Cooling water for the condensers was taken from Kings Dock via a 900 yd long, 9 ft diameter tunnel. Water was discharged into Queens Dock via a 1,300 yard (1189) long tunnel of the same diameter.

The power station included a flue-gas washing plant to remove sulphur oxides and dust from the gases. There were four scrubbers, one for each boiler, constructed of steel plates, each contained wooden grids sprayed with water treated with lime. Flue-gases passed vertically through the grids, the water /lime solution dissolving the sulphur compounds. Water from the base of the scrubbers passed to holding tanks to allow the chemical reactions to complete. The water was recirculated to the scrubbers, with some drawn off to remove the solids. Make-up water for the scrubbers was drawn from Crymlyn Bog.

==Operations==
Tir John power station was operated by Swansea Corporation under the direction of the Central Electricity Board from 1935 and though the Second World War until 1948.

Tir John power station operating on anthracite duff had the cheapest fuel costs of any power station in the country.

The connection to the national grid was at a 132 kV substation south of the power station.

The British electricity supply industry was nationalised in 1948 under the provisions of the Electricity Act 1947 (10 & 11 Geo. 6. c. 54).
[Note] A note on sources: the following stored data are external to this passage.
//! Bounded retry with exponential backoff.

use std::fmt;
use std::thread;
use std::time::Duration;

use serde::{Deserialize, Serialize};
use tracing::{error, warn};

/// How many times to try an operation and how long to wait in between.
#[derive(Debug, Clone, PartialEq, Eq, Serialize, Deserialize)]
#[serde(default)]
pub struct RetryPolicy {
    /// Total attempts, including the first one. Zero behaves like one.
    pub max_tries: u32,
    /// Delay after the first failed attempt.
    pub initial_delay_ms: u64,
    /// Multiplier applied to the delay after each failed attempt.
    pub backoff: u32,
}

impl Default for RetryPolicy {
    fn default() -> Self {
        Self {
            max_tries: 3,
            initial_delay_ms: 2000,
            backoff: 2,
        }
    }
}

impl RetryPolicy {
    /// A single attempt, no retry.
    pub fn once() -> Self {
        Self {
            max_tries: 1,
            initial_delay_ms: 0,
            backoff: 1,
        }
    }

    pub fn new(max_tries: u32, initial_delay: Duration, backoff: u32) -> Self {
        Self {
            max_tries,
            initial_delay_ms: initial_delay.as_millis() as u64,
            backoff,
        }
    }

    pub fn attempts(&self) -> u32 {
        self.max_tries.max(1)
    }

    /// Delays slept between consecutive attempts.
    pub fn delays(&self) -> impl Iterator<Item = Duration> + '_ {
        let mut next = Duration::from_millis(self.initial_delay_ms);
        (1..self.attempts()).map(move |_| {
            let current = next;
            next = next.saturating_mul(self.backoff);
            current
        })
    }
}

/// Run `op` until it succeeds or the policy is exhausted.
///
/// The error of the final attempt is returned unchanged.
pub fn with_retry<T, E, F>(policy: &RetryPolicy, operation: &str, mut op: F) -> Result<T, E>
where
    E: fmt::Display,
    F: FnMut() -> Result<T, E>,
{
    let mut delays = policy.delays();
    let mut attempt = 1u32;
    loop {
        match op() {
            Ok(value) => return Ok(value),
            Err(e) => match delays.next() {
                Some(delay) => {
                    warn!(
                        operation,
                        attempt,
                        retry_in_ms = delay.as_millis() as u64,
                        "{}, retrying",
                        e
                    );
                    thread::sleep(delay);
                    attempt += 1;
                }
                None => {
                    error!(operation, attempts = attempt, "{}", e);
                    return Err(e);
                }
            },
        }
    }
}
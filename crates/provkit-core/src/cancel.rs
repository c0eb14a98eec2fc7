//! Cooperative cancellation flag shared between a session worker and its owner.

use std::sync::Arc;
use std::sync::atomic::{AtomicBool, Ordering};
use std::thread;
use std::time::{Duration, Instant};

/// Longest uninterrupted sleep while waiting on a token.
const SLEEP_SLICE: Duration = Duration::from_millis(50);

#[derive(Debug, Clone, Default)]
pub struct CancelToken(Arc<AtomicBool>);

impl CancelToken {
    pub fn new() -> Self {
        Self::default()
    }

    pub fn cancel(&self) {
        self.0.store(true, Ordering::SeqCst);
    }

    pub fn is_cancelled(&self) -> bool {
        self.0.load(Ordering::SeqCst)
    }

    /// Sleep for `duration`, waking early on cancellation.
    ///
    /// Returns `true` if the token was cancelled.
    pub fn sleep(&self, duration: Duration) -> bool {
        let deadline = Instant::now() + duration;
        loop {
            if self.is_cancelled() {
                return true;
            }
            let now = Instant::now();
            if now >= deadline {
                return false;
            }
            thread::sleep((deadline - now).min(SLEEP_SLICE));
        }
    }
}

#[cfg(test)]
mod tests {
    use super::*;

    #[test]
    fn test_cancel_is_shared() {
        let token = CancelToken::new();
        let other = token.clone();
        assert!(!other.is_cancelled());
        token.cancel();
        assert!(other.is_cancelled());
    }

    #[test]
    fn test_sleep_wakes_on_cancel() {
        let token = CancelToken::new();
        let remote = token.clone();
        let canceller = thread::spawn(move || {
            thread::sleep(Duration::from_millis(20));
            remote.cancel();
        });
        let start = Instant::now();
        assert!(token.sleep(Duration::from_secs(10)));
        assert!(start.elapsed() < Duration::from_secs(5));
        canceller.join().unwrap();
    }

    #[test]
    fn test_sleep_runs_to_deadline() {
        let token = CancelToken::new();
        assert!(!token.sleep(Duration::from_millis(5)));
        assert!(!token.sleep(Duration::ZERO));
    }
}
//! Blit Helpers
//!
//! Fullscreen-triangle passes the wgpu backend records after a render pass:
//! mip chain generation and multisampled depth resolve. Both share one
//! `FullscreenProgram` that compiles a pipeline per target format on first
//! use.

use std::borrow::Cow;
use std::cell::RefCell;

use rustc_hash::FxHashMap;

/// Where a fullscreen program writes.
#[derive(Clone, Copy)]
enum Output {
    Color,
    Depth,
}

struct FullscreenProgram {
    name: &'static str,
    output: Output,
    layout: wgpu::BindGroupLayout,
    shader: wgpu::ShaderModule,
    pipelines: RefCell<FxHashMap<wgpu::TextureFormat, wgpu::RenderPipeline>>,
}

impl FullscreenProgram {
    fn new(
        device: &wgpu::Device,
        name: &'static str,
        output: Output,
        source: &'static str,
        inputs: &[wgpu::BindingType],
    ) -> Self {
        let entries: Vec<wgpu::BindGroupLayoutEntry> = inputs
            .iter()
            .zip(0u32..)
            .map(|(ty, binding)| wgpu::BindGroupLayoutEntry {
                binding,
                visibility: wgpu::ShaderStages::FRAGMENT,
                ty: *ty,
                count: None,
            })
            .collect();
        Self {
            name,
            output,
            layout: device.create_bind_group_layout(&wgpu::BindGroupLayoutDescriptor {
                label: Some(name),
                entries: &entries,
            }),
            shader: device.create_shader_module(wgpu::ShaderModuleDescriptor {
                label: Some(name),
                source: wgpu::ShaderSource::Wgsl(Cow::Borrowed(source)),
            }),
            pipelines: RefCell::new(FxHashMap::default()),
        }
    }

    fn pipeline(&self, device: &wgpu::Device, format: wgpu::TextureFormat) -> wgpu::RenderPipeline {
        if let Some(pipeline) = self.pipelines.borrow().get(&format) {
            return pipeline.clone();
        }
        log::debug!("{}: compiling pipeline for {format:?}", self.name);

        let layout = device.create_pipeline_layout(&wgpu::PipelineLayoutDescriptor {
            label: Some(self.name),
            bind_group_layouts: &[Some(&self.layout)],
            immediate_size: 0,
        });
        let color = [Some(wgpu::ColorTargetState {
            format,
            blend: None,
            write_mask: wgpu::ColorWrites::ALL,
        })];
        let (targets, depth_stencil): (
            &[Option<wgpu::ColorTargetState>],
            Option<wgpu::DepthStencilState>,
        ) = match self.output {
            Output::Color => (&color, None),
            Output::Depth => (
                &[],
                Some(wgpu::DepthStencilState {
                    format,
                    depth_write_enabled: Some(true),
                    depth_compare: Some(wgpu::CompareFunction::Always),
                    stencil: wgpu::StencilState::default(),
                    bias: wgpu::DepthBiasState::default(),
                }),
            ),
        };
        let pipeline = device.create_render_pipeline(&wgpu::RenderPipelineDescriptor {
            label: Some(self.name),
            layout: Some(&layout),
            vertex: wgpu::VertexState {
                module: &self.shader,
                entry_point: Some("vs_main"),
                buffers: &[],
                compilation_options: wgpu::PipelineCompilationOptions::default(),
            },
            fragment: Some(wgpu::FragmentState {
                module: &self.shader,
                entry_point: Some("fs_main"),
                targets,
                compilation_options: wgpu::PipelineCompilationOptions::default(),
            }),
            primitive: wgpu::PrimitiveState::default(),
            depth_stencil,
            multisample: wgpu::MultisampleState::default(),
            multiview_mask: None,
            cache: None,
        });
        self.pipelines.borrow_mut().insert(format, pipeline.clone());
        pipeline
    }

    /// Draws one fullscreen triangle into `target` reading `resources`.
    fn draw(
        &self,
        device: &wgpu::Device,
        encoder: &mut wgpu::CommandEncoder,
        target: &wgpu::TextureView,
        format: wgpu::TextureFormat,
        resources: &[wgpu::BindingResource<'_>],
    ) {
        let pipeline = self.pipeline(device, format);
        let entries: Vec<wgpu::BindGroupEntry<'_>> = resources
            .iter()
            .zip(0u32..)
            .map(|(resource, binding)| wgpu::BindGroupEntry {
                binding,
                resource: resource.clone(),
            })
            .collect();
        let bind_group = device.create_bind_group(&wgpu::BindGroupDescriptor {
            label: Some(self.name),
            layout: &self.layout,
            entries: &entries,
        });

        let color = [Some(wgpu::RenderPassColorAttachment {
            view: target,
            resolve_target: None,
            depth_slice: None,
            ops: wgpu::Operations {
                load: wgpu::LoadOp::Load,
                store: wgpu::StoreOp::Store,
            },
        })];
        let (color_attachments, depth_stencil_attachment): (
            &[Option<wgpu::RenderPassColorAttachment<'_>>],
            Option<wgpu::RenderPassDepthStencilAttachment<'_>>,
        ) = match self.output {
            Output::Color => (&color, None),
            Output::Depth => (
                &[],
                Some(wgpu::RenderPassDepthStencilAttachment {
                    view: target,
                    depth_ops: Some(wgpu::Operations {
                        load: wgpu::LoadOp::Clear(1.0),
                        store: wgpu::StoreOp::Store,
                    }),
                    // The fragment stage writes depth only.
                    stencil_ops: format.has_stencil_aspect().then_some(wgpu::Operations {
                        load: wgpu::LoadOp::Load,
                        store: wgpu::StoreOp::Store,
                    }),
                }),
            ),
        };

        let mut pass = encoder.begin_render_pass(&wgpu::RenderPassDescriptor {
            label: Some(self.name),
            color_attachments,
            depth_stencil_attachment,
            timestamp_writes: None,
            occlusion_query_set: None,
            multiview_mask: None,
        });
        pass.set_pipeline(&pipeline);
        pass.set_bind_group(0, &bind_group, &[]);
        pass.draw(0..3, 0..1);
    }
}

// ─── Mipmaps ─────────────────────────────────────────────────────────────────

pub(crate) struct MipmapBlitter {
    program: FullscreenProgram,
    sampler: wgpu::Sampler,
}

impl MipmapBlitter {
    pub(crate) fn new(device: &wgpu::Device) -> Self {
        let program = FullscreenProgram::new(
            device,
            "Mipmap Blit",
            Output::Color,
            include_str!("shaders/blit.wgsl"),
            &[
                wgpu::BindingType::Texture {
                    sample_type: wgpu::TextureSampleType::Float { filterable: true },
                    view_dimension: wgpu::TextureViewDimension::D2,
                    multisampled: false,
                },
                wgpu::BindingType::Sampler(wgpu::SamplerBindingType::Filtering),
            ],
        );
        let sampler = device.create_sampler(&wgpu::SamplerDescriptor {
            label: Some("Mipmap Blit"),
            mag_filter: wgpu::FilterMode::Linear,
            min_filter: wgpu::FilterMode::Linear,
            ..Default::default()
        });
        Self { program, sampler }
    }

    /// Renders every level from the one above it, layer by layer.
    pub(crate) fn generate(
        &self,
        device: &wgpu::Device,
        encoder: &mut wgpu::CommandEncoder,
        texture: &wgpu::Texture,
    ) {
        let levels = texture.mip_level_count();
        if levels < 2 {
            return;
        }
        let level_view = |level, layer, usage| {
            texture.create_view(&wgpu::TextureViewDescriptor {
                label: Some("Mipmap Level"),
                dimension: Some(wgpu::TextureViewDimension::D2),
                base_mip_level: level,
                mip_level_count: Some(1),
                base_array_layer: layer,
                array_layer_count: Some(1),
                usage: Some(usage),
                ..Default::default()
            })
        };

        for layer in 0..texture.depth_or_array_layers() {
            for level in 1..levels {
                let source = level_view(level - 1, layer, wgpu::TextureUsages::TEXTURE_BINDING);
                let target = level_view(level, layer, wgpu::TextureUsages::RENDER_ATTACHMENT);
                self.program.draw(
                    device,
                    encoder,
                    &target,
                    texture.format(),
                    &[
                        wgpu::BindingResource::TextureView(&source),
                        wgpu::BindingResource::Sampler(&self.sampler),
                    ],
                );
            }
        }
    }
}

// ─── Depth Resolve ───────────────────────────────────────────────────────────

pub(crate) struct DepthResolver {
    program: FullscreenProgram,
}

impl DepthResolver {
    pub(crate) fn new(device: &wgpu::Device) -> Self {
        Self {
            program: FullscreenProgram::new(
                device,
                "Depth Resolve",
                Output::Depth,
                include_str!("shaders/resolve_depth.wgsl"),
                &[wgpu::BindingType::Texture {
                    sample_type: wgpu::TextureSampleType::Depth,
                    view_dimension: wgpu::TextureViewDimension::D2,
                    multisampled: true,
                }],
            ),
        }
    }

    /// Copies sample 0 of `source` into `destination`.
    pub(crate) fn resolve(
        &self,
        device: &wgpu::Device,
        encoder: &mut wgpu::CommandEncoder,
        source: &wgpu::Texture,
        destination: &wgpu::Texture,
    ) {
        // Depth-stencil formats bind only through a depth aspect view.
        let source = source.create_view(&wgpu::TextureViewDescriptor {
            label: Some("Depth Resolve Source"),
            aspect: wgpu::TextureAspect::DepthOnly,
            ..Default::default()
        });
        let target = destination.create_view(&wgpu::TextureViewDescriptor {
            label: Some("Depth Resolve Target"),
            ..Default::default()
        });
        self.program.draw(
            device,
            encoder,
            &target,
            destination.format(),
            &[wgpu::BindingResource::TextureView(&source)],
        );
    }
}
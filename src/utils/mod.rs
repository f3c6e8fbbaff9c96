//! Utility Module
//!
//! - [`interner`]: Device-owned string interning for cache keys
//!
//! # String Interning
//!
//! Bind group format keys, vertex format rendering strings and render target
//! descriptions are interned into compact `u32` ids. Ids are unique per
//! distinct string, so pipeline cache inputs built from them never alias.
//!
//! ```rust,ignore
//! use bindery::utils::KeyInterner;
//!
//! let mut keys = KeyInterner::new();
//! let a = keys.intern("#0u:3");
//! let b = keys.intern("#0u:3");
//! assert_eq!(a, b);
//! ```

pub mod interner;

pub use interner::KeyInterner;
The Swansea Corporation electricity undertaking was abolished, ownership of Tir John power station was vested in the British Electricity Authority, and subsequently the Central Electricity Authority and the Central Electricity Generating Board (CEGB). At the same time the electricity distribution and sales responsibilities of the Swansea electricity undertaking were transferred to the South Wales Electricity Board (SWALEB).

The CEGB converted the boilers to run on oil in 1967. This was to take advantage of fuel supplies from the nearby Llandarcy oil refinery.

===Operational data===
Operating data for the period 1946–72 is given in the table:

Tir John power station operating data, 1946–72.
| Year | Running hours or load factor (per cent) | Max output capacity MW | Electricity supplied GWh | Thermal efficiency per cent |
|---|---|---|---|---|
| 1946 | 56.8% | 99.60 | 495.45 | 20.44 |
| 1954 | 8760 | 142 | 771.37 | 19.49 |
| 1955 | 8760 | 142 | 776.30 | 19.01 |
| 1956 | 8784 | 142 | 783.69 | 19.41 |
| 1957 | 8760 | 142 | 696.88 | 19.31 |
| 1958 | 8760 | 142 | 660.41 | 18.16 |
| 1961 | 40.1% | 142 | 498.67 | 15.83 |
| 1962 | 16.9% | 142 | 209.76 | 15.01 |
| 1963 | 17.93% | 142 | 223.00 | 13.69 |
| 1967 | 10.5 | 142 | 130.62 | 14.36 |
| 1972 | 31.6% | 64 | 205.26 | 19.43 |

The less intensive use of the station after 1956 is evident.

==Closure==
Tir John power station was decommissioned in 1976.  The buildings subsequently demolished. The 132 kV substation and its connections to the national grid is extant and currently utilised by the Tir John STOR (2020).